-- Opening Marker --

//! # Builder Errors
//!
//! Errors raised by builder edit operations. A failed edit leaves the
//! builder state and its revision untouched.

use thiserror::Error;

/// Result type for builder edits
pub type BuilderResult<T> = Result<T, BuilderError>;

/// Builder edit errors
#[derive(Debug, Clone, PartialEq, Eq, Error)]
pub enum BuilderError {
    /// Section index out of range
    #[error("No section at position {0}")]
    SectionNotFound(usize),

    /// Field index out of range within a section
    #[error("No field at position {field} in section {section}")]
    FieldNotFound { section: usize, field: usize },

    /// Field type tag is not in the registry
    #[error("Unknown field type: {0}")]
    UnknownFieldType(String),

    /// Reservation status id is not in the catalog
    #[error("Unknown reservation status: {0}")]
    UnknownReservationStatus(String),

    /// Option chosen for a type that is not in its catalog list
    #[error("Option '{option}' is not offered by field type {field_type}")]
    OptionNotOffered { field_type: String, option: String },

    /// Option chosen for a type whose options are free text
    #[error("Field type {0} takes custom options")]
    CustomOptionsOnly(String),
}
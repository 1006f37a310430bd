//! Renders a stored schema into per-field input controls
//!
//! The control for each field follows its kind:
//! - text: free text input
//! - date: date input
//! - image: text input for the chosen image form (url/base64)
//! - select: single choice over the field options
//! - checkbox: one checkbox per option

use serde::Serialize;

use crate::schema::{validate, Field, FieldKind, Schema};

use super::errors::{PreviewError, PreviewResult};
use super::response::{FieldSubmission, FormResponse, FormSubmission, SectionSubmission};

/// Input control rendered for a field
#[derive(Debug, Clone, PartialEq, Eq, Serialize)]
#[serde(tag = "control", rename_all = "snake_case")]
pub enum Control {
    TextInput { placeholder: String },
    DateInput { placeholder: String },
    ImageInput { placeholder: String },
    Select { options: Vec<String> },
    CheckboxGroup { options: Vec<String> },
}

/// A rendered field
#[derive(Debug, Clone, PartialEq, Eq, Serialize)]
pub struct FieldView {
    pub field_id: u32,
    pub label: String,
    pub kind: FieldKind,
    pub required: bool,
    #[serde(flatten)]
    pub control: Control,
}

/// A rendered section
#[derive(Debug, Clone, PartialEq, Eq, Serialize)]
pub struct SectionView {
    pub title: String,
    pub required: bool,
    pub fields: Vec<FieldView>,
}

/// A live form rendered from a validated schema
#[derive(Debug, Clone, PartialEq, Eq, Serialize)]
pub struct FormView {
    pub title: String,
    pub description: Option<String>,
    pub sections: Vec<SectionView>,
    #[serde(skip)]
    schema: Schema,
}

impl FormView {
    /// Renders a schema. The schema is validated first.
    pub fn from_schema(schema: &Schema) -> PreviewResult<Self> {
        validate(schema)?;

        let sections = schema
            .template
            .iter()
            .map(|section| SectionView {
                title: section.section_name.clone(),
                required: section.required,
                fields: section.fields.iter().filter_map(render_field).collect(),
            })
            .collect();

        Ok(Self {
            title: schema.name.clone(),
            description: schema.description.clone(),
            sections,
            schema: schema.clone(),
        })
    }

    /// The schema this view was rendered from
    pub fn schema(&self) -> &Schema {
        &self.schema
    }

    pub(crate) fn field(&self, section: usize, name: &str) -> PreviewResult<&FieldView> {
        let view = self
            .sections
            .get(section)
            .ok_or(PreviewError::UnknownSection(section))?;
        view.fields
            .iter()
            .find(|field| field.label == name)
            .ok_or_else(|| PreviewError::UnknownField {
                section,
                field: name.to_string(),
            })
    }

    /// Formats the filled-in form for submission.
    ///
    /// Options are only included for select and checkbox fields.
    pub fn submission(&self, response: &FormResponse) -> FormSubmission {
        let template = self
            .schema
            .template
            .iter()
            .enumerate()
            .map(|(index, section)| SectionSubmission {
                section_name: section.section_name.clone(),
                fields: section
                    .fields
                    .iter()
                    .map(|field| {
                        let custom = field.kind().map_or(false, |k| k.has_custom_options());
                        FieldSubmission {
                            field_name: field.name.clone(),
                            field_type: field.field_type.clone(),
                            required: field.required,
                            options: custom.then(|| field.options.clone()),
                            value: response.value(index, &field.name).cloned(),
                        }
                    })
                    .collect(),
            })
            .collect();

        FormSubmission {
            form_name: self.schema.name.clone(),
            form_description: self.schema.description.clone(),
            account_id: self.schema.account_id,
            template,
        }
    }
}

fn render_field(field: &Field) -> Option<FieldView> {
    // Validation guarantees a known kind.
    let kind = field.kind()?;
    let lowered = field.name.to_lowercase();

    let control = match kind {
        FieldKind::Text => Control::TextInput {
            placeholder: format!("Enter {}", lowered),
        },
        FieldKind::Date => Control::DateInput {
            placeholder: format!("Select {}", lowered),
        },
        FieldKind::Image => Control::ImageInput {
            placeholder: match field.options.first() {
                Some(first) => format!("Enter {}", first),
                None => format!("Enter URL for {}", lowered),
            },
        },
        FieldKind::Select => Control::Select {
            options: field.options.clone(),
        },
        FieldKind::Checkbox => Control::CheckboxGroup {
            options: field.options.clone(),
        },
    };

    Some(FieldView {
        field_id: field.field_id,
        label: field.name.clone(),
        kind,
        required: field.required,
        control,
    })
}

-- Closing Marker --

> Assignment
Go through the listing above, and whenever a line holds the word "chosen", copy it.

> Task result
    /// Option chosen for a type that is not in its catalog list
    /// Option chosen for a type whose options are free text
//! - image: text input for the chosen image form (url/base64)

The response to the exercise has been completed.